**TASK STATEMENT**
The records sit below. Return every line in them that holds the word "String".

* * * *

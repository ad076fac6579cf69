//! Store-level value types.

use serde::{Deserialize, Serialize};

/// One of the clusters every fresh process starts with.
#[derive(Debug, Clone, Copy, PartialEq, Eq)]
pub struct SeedCluster {
    pub name: &'static str,
    pub color: &'static str,
}

/// Seeded at boot with ids 1-4.
pub const DEFAULT_CLUSTERS: [SeedCluster; 4] = [
    SeedCluster {
        name: "Marketing",
        color: "rgba(173, 216, 230, 0.45)",
    },
    SeedCluster {
        name: "Finanzen",
        color: "rgba(144, 238, 144, 0.45)",
    },
    SeedCluster {
        name: "Technologie",
        color: "rgba(221, 160, 221, 0.45)",
    },
    SeedCluster {
        name: "Vertrieb",
        color: "rgba(255, 255, 224, 0.45)",
    },
];

/// Collection sizes plus the size of the projection graph.
#[derive(Debug, Clone, Copy, Default, PartialEq, Eq, Serialize, Deserialize)]
pub struct StoreStats {
    pub clusters: usize,
    pub contacts: usize,
    pub connections: usize,
    pub nodes: usize,
    pub links: usize,
}
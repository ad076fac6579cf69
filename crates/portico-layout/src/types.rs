//! Geometry and node classification shared by the layout modules.

use serde::{Deserialize, Serialize};

use portico_core::{EntityKind, NetworkNode};

/// Layout role of a node. The hub is the one node the view always pins.
#[derive(Debug, Clone, Copy, PartialEq, Eq, Hash)]
pub enum NodeKind {
    Hub,
    Cluster,
    Contact,
}

impl NodeKind {
    pub fn of(node: &NetworkNode) -> Self {
        if node.is_hub() {
            Self::Hub
        } else {
            match node.node_type {
                EntityKind::Cluster => Self::Cluster,
                EntityKind::Contact => Self::Contact,
            }
        }
    }
}

/// Interaction state of a node.
#[derive(Debug, Clone, Copy, PartialEq, Eq, Serialize, Deserialize)]
pub enum NodeState {
    /// Position governed by the simulation.
    Free,
    /// Pinned to the pointer.
    Dragging,
    /// Fixed until the stored position is forgotten.
    Pinned,
}

#[derive(Debug, Clone, Copy, Default, PartialEq, Serialize, Deserialize)]
pub struct Point {
    pub x: f64,
    pub y: f64,
}

impl Point {
    pub fn new(x: f64, y: f64) -> Self {
        Self { x, y }
    }

    pub fn distance(&self, other: &Point) -> f64 {
        (self.x - other.x).hypot(self.y - other.y)
    }
}

/// Pan/zoom transform: `screen = graph * k + (x, y)`.
#[derive(Debug, Clone, Copy, PartialEq, Serialize, Deserialize)]
pub struct ZoomTransform {
    pub x: f64,
    pub y: f64,
    pub k: f64,
}

impl Default for ZoomTransform {
    fn default() -> Self {
        Self::IDENTITY
    }
}

impl ZoomTransform {
    pub const IDENTITY: Self = Self {
        x: 0.0,
        y: 0.0,
        k: 1.0,
    };

    pub fn screen_to_graph(&self, screen: Point) -> Point {
        Point::new((screen.x - self.x) / self.k, (screen.y - self.y) / self.k)
    }

    pub fn graph_to_screen(&self, graph: Point) -> Point {
        Point::new(graph.x * self.k + self.x, graph.y * self.k + self.y)
    }

    /// Usable as a view transform: finite and positively scaled.
    pub fn is_valid(&self) -> bool {
        self.x.is_finite() && self.y.is_finite() && self.k.is_finite() && self.k > 0.0
    }
}

#[cfg(test)]
mod tests {
    use super::*;

    #[test]
    fn test_transform_inverse() {
        let t = ZoomTransform {
            x: 40.0,
            y: -10.0,
            k: 2.0,
        };
        let p = Point::new(12.5, 7.0);
        let back = t.screen_to_graph(t.graph_to_screen(p));
        assert!((back.x - p.x).abs() < 1e-9);
        assert!((back.y - p.y).abs() < 1e-9);
        assert!(!ZoomTransform { k: 0.0, ..t }.is_valid());
    }

    #[test]
    fn test_node_kind() {
        assert_eq!(NodeKind::of(&NetworkNode::hub()), NodeKind::Hub);
    }
}
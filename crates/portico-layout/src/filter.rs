//! Cluster toggles and search narrowing the visible network.

use std::collections::{BTreeSet, HashSet};

use fuzzy_matcher::skim::SkimMatcherV2;
use fuzzy_matcher::FuzzyMatcher;

use portico_core::NetworkData;

use crate::types::NodeKind;

/// Minimum skim score per query character for a fuzzy hit.
const FUZZY_MIN_SCORE_PER_CHAR: i64 = 10;

#[derive(Debug, Clone, Default)]
pub struct NetworkFilter {
    active: BTreeSet<i64>,
    known: BTreeSet<i64>,
    search: String,
    fuzzy: bool,
}

impl NetworkFilter {
    pub fn new() -> Self {
        Self::default()
    }

    /// Filter with every given cluster active.
    pub fn with_clusters(ids: impl IntoIterator<Item = i64>) -> Self {
        let mut filter = Self::new();
        filter.sync_clusters(ids);
        filter
    }

    /// Track the current cluster list: clusters never seen before become
    /// active, clusters the user switched off stay off, deleted ones are
    /// forgotten.
    pub fn sync_clusters(&mut self, ids: impl IntoIterator<Item = i64>) {
        let current: BTreeSet<i64> = ids.into_iter().collect();
        for id in &current {
            if self.known.insert(*id) {
                self.active.insert(*id);
            }
        }
        self.known.retain(|id| current.contains(id));
        self.active.retain(|id| current.contains(id));
    }

    /// Flip a cluster. Returns whether it is active afterwards.
    pub fn toggle(&mut self, cluster_id: i64) -> bool {
        self.known.insert(cluster_id);
        if !self.active.remove(&cluster_id) {
            self.active.insert(cluster_id);
            true
        } else {
            false
        }
    }

    pub fn set_active(&mut self, cluster_id: i64, active: bool) {
        self.known.insert(cluster_id);
        if active {
            self.active.insert(cluster_id);
        } else {
            self.active.remove(&cluster_id);
        }
    }

    pub fn is_active(&self, cluster_id: i64) -> bool {
        self.active.contains(&cluster_id)
    }

    pub fn active_clusters(&self) -> impl Iterator<Item = i64> + '_ {
        self.active.iter().copied()
    }

    pub fn set_search(&mut self, term: impl Into<String>) {
        self.search = term.into();
    }

    pub fn search(&self) -> &str {
        &self.search
    }

    pub fn set_fuzzy(&mut self, fuzzy: bool) {
        self.fuzzy = fuzzy;
    }

    fn matches(&self, matcher: &SkimMatcherV2, name: &str, role: Option<&str>) -> bool {
        let term = self.search.trim();
        if term.is_empty() {
            return true;
        }
        let needle = term.to_lowercase();
        let fields = [Some(name), role];
        if fields
            .iter()
            .flatten()
            .any(|f| f.to_lowercase().contains(&needle))
        {
            return true;
        }
        if !self.fuzzy {
            return false;
        }
        let min_score = FUZZY_MIN_SCORE_PER_CHAR * needle.chars().count() as i64;
        fields.iter().flatten().any(|f| {
            matcher
                .fuzzy_match(&f.to_lowercase(), &needle)
                .is_some_and(|score| score >= min_score)
        })
    }

    /// Visible subset of `data`. Pure: same inputs, same output.
    pub fn apply(&self, data: &NetworkData) -> NetworkData {
        let matcher = SkimMatcherV2::default();
        let nodes: Vec<_> = data
            .nodes
            .iter()
            .filter(|node| match NodeKind::of(node) {
                NodeKind::Hub => true,
                NodeKind::Cluster => node.original_id.is_some_and(|id| self.is_active(id)),
                NodeKind::Contact => {
                    node.cluster_id.is_some_and(|id| self.is_active(id))
                        && self.matches(&matcher, &node.name, node.role.as_deref())
                }
            })
            .cloned()
            .collect();

        let visible: HashSet<&str> = nodes.iter().map(|n| n.id.as_str()).collect();
        let links = data
            .links
            .iter()
            .filter(|l| visible.contains(l.source.as_str()) && visible.contains(l.target.as_str()))
            .cloned()
            .collect();

        NetworkData { nodes, links }
    }
}
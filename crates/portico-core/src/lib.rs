//! Portico Core: entity models, network projection, schema validation, configuration.

pub mod config;
pub mod error;
pub mod model;
pub mod network;
pub mod validate;

pub use config::PorticoConfig;
pub use error::{Error, Result};
pub use model::*;
pub use network::*;
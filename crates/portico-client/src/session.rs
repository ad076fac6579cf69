//! The network page's data: latest projection, cluster list, filter and
//! the session flags shared with the graph view.

use std::sync::Arc;

use parking_lot::{Mutex, RwLock};
use tracing::{debug, warn};

use portico_core::{
    Cluster, ClusterPatch, Connection, Contact, ContactPatch, NetworkData, NewCluster,
    NewConnection, NewContact,
};
use portico_layout::{LayoutStorage, NetworkFilter, PositionCache, SessionFlags};

use crate::cache::{QueryCache, CLUSTERS_KEY, NETWORK_KEY};
use crate::client::PorticoClient;
use crate::config::ClientConfig;
use crate::error::Result;

/// What subscribers of the poller receive.
#[derive(Debug, Clone, Default, PartialEq)]
pub struct Snapshot {
    pub network: Option<NetworkData>,
    pub clusters: Vec<Cluster>,
}

pub struct NetworkSession {
    client: PorticoClient,
    cache: Mutex<QueryCache>,
    network: RwLock<Option<NetworkData>>,
    clusters: RwLock<Vec<Cluster>>,
    filter: RwLock<NetworkFilter>,
    flags: Arc<SessionFlags>,
    positions: Option<PositionCache>,
}

impl NetworkSession {
    pub fn new(client: PorticoClient, config: &ClientConfig) -> Self {
        Self {
            client,
            cache: Mutex::new(QueryCache::new(config.stale_time)),
            network: RwLock::new(None),
            clusters: RwLock::new(Vec::new()),
            filter: RwLock::new(NetworkFilter::new()),
            flags: Arc::new(SessionFlags::new()),
            positions: None,
        }
    }

    /// Share the graph view's layout storage so saved positions of deleted
    /// nodes are pruned whenever a fresh network arrives.
    pub fn with_layout_storage(mut self, storage: Arc<dyn LayoutStorage>) -> Self {
        self.positions = Some(PositionCache::new(storage));
        self
    }

    pub fn from_config(config: &ClientConfig) -> Self {
        Self::new(PorticoClient::new(config.api_url.clone()), config)
    }

    pub fn client(&self) -> &PorticoClient {
        &self.client
    }

    /// Flags to hand to `GraphView::mount`.
    pub fn flags(&self) -> &Arc<SessionFlags> {
        &self.flags
    }

    pub fn network(&self) -> Option<NetworkData> {
        self.network.read().clone()
    }

    pub fn clusters(&self) -> Vec<Cluster> {
        self.clusters.read().clone()
    }

    pub fn snapshot(&self) -> Snapshot {
        Snapshot {
            network: self.network(),
            clusters: self.clusters(),
        }
    }

    // ---------------------------------------------------------------
    // Refresh
    // ---------------------------------------------------------------

    /// Refetch whichever of network and clusters is stale.
    /// Returns whether anything was fetched.
    pub async fn refresh_if_stale(&self) -> Result<bool> {
        let (network_stale, clusters_stale) = {
            let cache = self.cache.lock();
            (cache.is_stale(NETWORK_KEY), cache.is_stale(CLUSTERS_KEY))
        };

        if network_stale {
            let data = self.client.network().await?;
            debug!(
                "Fetched network: {} nodes, {} links",
                data.nodes.len(),
                data.links.len()
            );
            self.prune_positions(&data);
            *self.network.write() = Some(data);
            self.cache.lock().mark_fresh(NETWORK_KEY);
        }
        if clusters_stale {
            let clusters = self.client.clusters().await?;
            self.filter
                .write()
                .sync_clusters(clusters.iter().map(|c| c.id));
            *self.clusters.write() = clusters;
            self.cache.lock().mark_fresh(CLUSTERS_KEY);
        }
        Ok(network_stale || clusters_stale)
    }

    fn prune_positions(&self, data: &NetworkData) {
        let Some(cache) = &self.positions else {
            return;
        };
        match cache.retain_known(data.nodes.iter().map(|n| n.id.as_str())) {
            Ok(0) => {}
            Ok(dropped) => debug!("Pruned {} saved positions of deleted nodes", dropped),
            Err(e) => warn!("Failed to prune saved positions: {}", e),
        }
    }

    /// Drop freshness for both queries; the next refresh refetches them.
    pub fn invalidate_all(&self) {
        self.cache.lock().invalidate_all();
    }

    /// After a write: invalidate, let the next mount frame the view again,
    /// and refetch right away. A failed refetch is retried by the poller.
    async fn after_mutation(&self) {
        {
            let mut cache = self.cache.lock();
            cache.invalidate(NETWORK_KEY);
            cache.invalidate(CLUSTERS_KEY);
        }
        self.flags.reset_initial_zoom();
        if let Err(e) = self.refresh_if_stale().await {
            warn!("Refetch after mutation failed: {}", e);
        }
    }

    // ---------------------------------------------------------------
    // Filter
    // ---------------------------------------------------------------

    pub fn toggle_cluster(&self, cluster_id: i64) -> bool {
        self.filter.write().toggle(cluster_id)
    }

    pub fn set_search(&self, term: &str) {
        self.filter.write().set_search(term);
    }

    pub fn filter(&self) -> NetworkFilter {
        self.filter.read().clone()
    }

    /// The latest network narrowed by the current filter.
    pub fn visible_network(&self) -> Option<NetworkData> {
        let filter = self.filter.read();
        self.network.read().as_ref().map(|data| filter.apply(data))
    }

    // ---------------------------------------------------------------
    // Mutations
    // ---------------------------------------------------------------

    pub async fn create_cluster(&self, input: &NewCluster) -> Result<Cluster> {
        let cluster = self.client.create_cluster(input).await?;
        self.after_mutation().await;
        Ok(cluster)
    }

    pub async fn update_cluster(&self, id: i64, patch: &ClusterPatch) -> Result<Cluster> {
        let cluster = self.client.update_cluster(id, patch).await?;
        self.after_mutation().await;
        Ok(cluster)
    }

    pub async fn delete_cluster(&self, id: i64) -> Result<()> {
        self.client.delete_cluster(id).await?;
        self.after_mutation().await;
        Ok(())
    }

    pub async fn create_contact(&self, input: &NewContact) -> Result<Contact> {
        let contact = self.client.create_contact(input).await?;
        self.after_mutation().await;
        Ok(contact)
    }

    pub async fn update_contact(&self, id: i64, patch: &ContactPatch) -> Result<Contact> {
        let contact = self.client.update_contact(id, patch).await?;
        self.after_mutation().await;
        Ok(contact)
    }

    pub async fn delete_contact(&self, id: i64) -> Result<()> {
        self.client.delete_contact(id).await?;
        self.after_mutation().await;
        Ok(())
    }

    pub async fn create_connection(&self, input: &NewConnection) -> Result<Connection> {
        let connection = self.client.create_connection(input).await?;
        self.after_mutation().await;
        Ok(connection)
    }

    pub async fn delete_connection(&self, id: i64) -> Result<()> {
        self.client.delete_connection(id).await?;
        self.after_mutation().await;
        Ok(())
    }
}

* * * *

**RESPONSE BOX**
    search: String,
    pub fn set_search(&mut self, term: impl Into<String>) {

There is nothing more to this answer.